Immunization of a rabbit with β 2-glycoprotein I induces charge-dependent crossreactive antibodies that bind anionic phospholipids and have similar reactivity as autoimmune anti-phospholipid antibodies

Abstract

A rabbit immunized with β 2-glycoprotein I (β 2-GPI) produced Abs that bind to negatively charged phospholipids and to β 2-GPI. After affinity purification of the Abs to β 2-GPI, the dual reactivity could still be detected. Adsorption studies with a phosphatidylserine affinity column depleted phospholipid-reactive Abs, but β 2-GPI reactivity was retained. The same pattern of reactivity was found with culture supernatants from rabbit anti-β 2-GPI splenocytes fused with an immortalized rabbit cell line.

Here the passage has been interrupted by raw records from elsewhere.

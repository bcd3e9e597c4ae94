use std::time::Instant;

use crate::generator::phrase::Phrase;

/// Stand-in for elapsed time before the first keystroke, and the floor for
/// elapsed time afterwards, so rates never divide by zero.
pub const ELAPSED_EPSILON: f64 = 0.0001;

/// Characters per "word" in the WPM convention.
const CHARS_PER_WORD: f64 = 5.0;

#[derive(Clone, Copy, Debug, PartialEq, Eq)]
pub enum CharState {
    Pending,
    Correct,
    Incorrect,
}

/// Snapshot of a session at one instant. Derived, never stored.
#[derive(Clone, Debug, PartialEq)]
pub struct SessionMetrics {
    pub typed_chars: usize,
    pub correct_chars: usize,
    /// Incorrect positions plus characters typed past the end of the phrase.
    pub mistakes: usize,
    pub elapsed_secs: f64,
    pub wpm: u32,
    pub accuracy: u32,
    pub progress: u32,
    /// Phrase index the caret sits on, clamped to the last character.
    pub caret: usize,
}

impl SessionMetrics {
    pub fn progress_ratio(&self) -> f64 {
        self.progress as f64 / 100.0
    }
}

/// Classify every phrase position against the typed text.
pub fn classify(phrase: &Phrase, typed: &str) -> Vec<CharState> {
    let mut typed_chars = typed.chars();
    phrase
        .chars()
        .iter()
        .map(|&expected| match typed_chars.next() {
            None => CharState::Pending,
            Some(actual) if actual == expected => CharState::Correct,
            Some(_) => CharState::Incorrect,
        })
        .collect()
}

/// Compute metrics for `typed` against `phrase` as of `now`.
///
/// Pure: the same inputs always produce the same snapshot, so callers may
/// re-evaluate freely (e.g. on every render tick).
pub fn evaluate(
    phrase: &Phrase,
    typed: &str,
    started_at: Option<Instant>,
    now: Instant,
) -> SessionMetrics {
    let states = classify(phrase, typed);
    metrics_from_states(phrase, &states, typed.chars().count(), started_at, now)
}

/// Same as [`evaluate`] but reuses an existing classification.
pub fn metrics_from_states(
    phrase: &Phrase,
    states: &[CharState],
    typed_chars: usize,
    started_at: Option<Instant>,
    now: Instant,
) -> SessionMetrics {
    let phrase_len = phrase.len();
    let correct_chars = count(states, CharState::Correct);
    let overflow = typed_chars.saturating_sub(phrase_len);
    let mistakes = count(states, CharState::Incorrect) + overflow;

    let elapsed_secs = match started_at {
        Some(start) => now
            .saturating_duration_since(start)
            .as_secs_f64()
            .max(ELAPSED_EPSILON),
        None => ELAPSED_EPSILON,
    };

    SessionMetrics {
        typed_chars,
        correct_chars,
        mistakes,
        elapsed_secs,
        wpm: words_per_minute(correct_chars, elapsed_secs),
        accuracy: accuracy_percent(correct_chars, typed_chars),
        progress: progress_percent(typed_chars, phrase_len),
        caret: typed_chars.min(phrase_len.saturating_sub(1)),
    }
}

fn count(states: &[CharState], wanted: CharState) -> usize {
    states.iter().filter(|&&s| s == wanted).count()
}

pub fn words_per_minute(correct_chars: usize, elapsed_secs: f64) -> u32 {
    let wpm = (correct_chars as f64 / CHARS_PER_WORD) * (60.0 / elapsed_secs);
    // `as` saturates and maps NaN to 0.
    wpm.round().max(0.0) as u32
}

pub fn accuracy_percent(correct_chars: usize, typed_chars: usize) -> u32 {
    if typed_chars == 0 {
        return 100;
    }
    (correct_chars as f64 / typed_chars as f64 * 100.0).round() as u32
}

pub fn progress_percent(typed_chars: usize, phrase_len: usize) -> u32 {
    if phrase_len == 0 {
        return 100;
    }
    ((typed_chars as f64 / phrase_len as f64 * 100.0).round() as u32).min(100)
}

The reactivity to negatively charged phospholipids is likely to involve ionic interactions, as high ionic strength buffers eliminated binding to anionic phospholipids, but not to β 2-GPI. Affinity-purified anti-phospholipid (aPL) Abs from four of seven autoimmune patients bound anionic phospholipids in the absence of β 2-GPI. However, in high ionic strength buffer, this binding was abolished in three patients and significantly reduced in the fourth. In contrast, affinity-purified aPL Abs from seven autoimmune patients bound to β 2-GPI-coated plates, and binding in high ionic strength buffer was reduced only moderately in three patients. Therefore, autoimmune-type aPL Abs display anti-β 2-GPI reactivity and charge-dependent binding to anionic phospholipids similar to affinity-purified rabbit anti-β 2-GPI Abs.